Ich liebe große Supermärkte im Ausland. Da kann ich mich stundenlang in den Gängen aufhalten und Neues entdecken. Doch wenn es darum geht, sich für ein Produkt zu entscheiden… Welches der 125 Olivenöle nehme ich denn jetzt? Eine Gruppe Hirnforscher ist der „Qual der Wahl“ wissenschaftlich auf den Grund gegangen:

Elena Reutskaja (IESE Business School in Barcelona) und Axel Lindner (Universitätsklinikum Tübingen, Klinik für Psychiatrie und Psychotherapie und Hertie-Institut für klinische Hirnforschung, Universität Tübingen) haben gemeinsam mit Kooperationspartnern am California Institute of Technology (Colin Camerer und Richard Andersen) und an der Universität Pompeu Fabra in Barcelona (Rosemarie Nagel) untersucht, was bei der „Qual der Wahl“ im Gehirn vor sich geht. Die Probanden bei dieser Studie sollten sich für ein Fotomotiv entscheiden, dass auf ein Wunschprodukt gedruckt wurde, z.B. auf ein T-Shirt oder eine Kaffeetasse. Ihnen wurden unterschiedlich große Mengen an Bildern zur Auswahl gezeigt, 6 bis 24 Motive, und dabei die Aktivitäten im Gehirn per funktioneller Magnetresonanztomographie (fMRT) gemessen.

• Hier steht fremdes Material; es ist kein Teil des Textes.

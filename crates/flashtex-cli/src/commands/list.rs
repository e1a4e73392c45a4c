//! The `flashtex list` command.

use anyhow::Result;
use chrono::NaiveDate;
use comfy_table::{Cell, Table};

use flashtex_core::CardRecord;

use super::{one_line, today_or, DeckArgs};

pub fn execute(
    args: &DeckArgs,
    section: Option<String>,
    due_only: bool,
    today: Option<NaiveDate>,
    format: String,
) -> Result<()> {
    if !matches!(format.as_str(), "text" | "json") {
        anyhow::bail!("unknown format: {format} (expected text or json)");
    }

    let today = today_or(today);
    let report = args.load()?;
    let deck = &report.deck;
    let mut cards: Vec<&CardRecord> = match section.as_deref() {
        Some(name) => deck.cards_in_section(name),
        None if due_only => deck.due_cards(today),
        None => deck.cards().iter().collect(),
    };
    if due_only && section.is_some() {
        cards.retain(|c| c.is_due(today));
    }

    if format == "json" {
        println!("{}", serde_json::to_string_pretty(&cards)?);
        return Ok(());
    }

    if cards.is_empty() {
        println!("No matching cards.");
        return Ok(());
    }

    let mut table = Table::new();
    table.set_header(vec![
        "ID", "Section", "Question", "Due", "Next review", "Interval", "Ease", "Reps",
    ]);
    for card in &cards {
        let (next, interval, ease, reps) = match card.review_state {
            Some(state) => (
                state.next_review_date().to_string(),
                format!("{}d", state.interval_days),
                state.ease_factor.to_string(),
                state.repetitions.to_string(),
            ),
            None => ("new".into(), "-".into(), "-".into(), "0".into()),
        };
        table.add_row(vec![
            Cell::new(&card.id),
            Cell::new(&card.section),
            Cell::new(one_line(&card.question, 48)),
            Cell::new(if card.is_due(today) { "yes" } else { "no" }),
            Cell::new(next),
            Cell::new(interval),
            Cell::new(ease),
            Cell::new(reps),
        ]);
    }

    println!("{table}");
    println!("{} card(s)", cards.len());
    Ok(())
}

Die Gehirnaktivität in den Basalganglien und dem anterioren cingulären Cortex (das sind Gehirnareale, die an Entscheidungsprozessen beteiligt sind) war immer dann am höchsten, wenn 12 Bilder zur Wahl standen. Damit bestätigen sie die bereits im Jahr 2000 durchgeführte „Marmeladenstudie“ von Sheena Iyengar und Mark Lepper. Hier stellten die Forscher fest, dass Konsumenten weniger Marmeladen gekauft haben, wenn die Auswahl zu groß wurde. Auch damals wurden zwischen 6 und 24 Sorten zur Wahl angeboten und die Menschen kauften mehr, je kleiner die Auswahl war.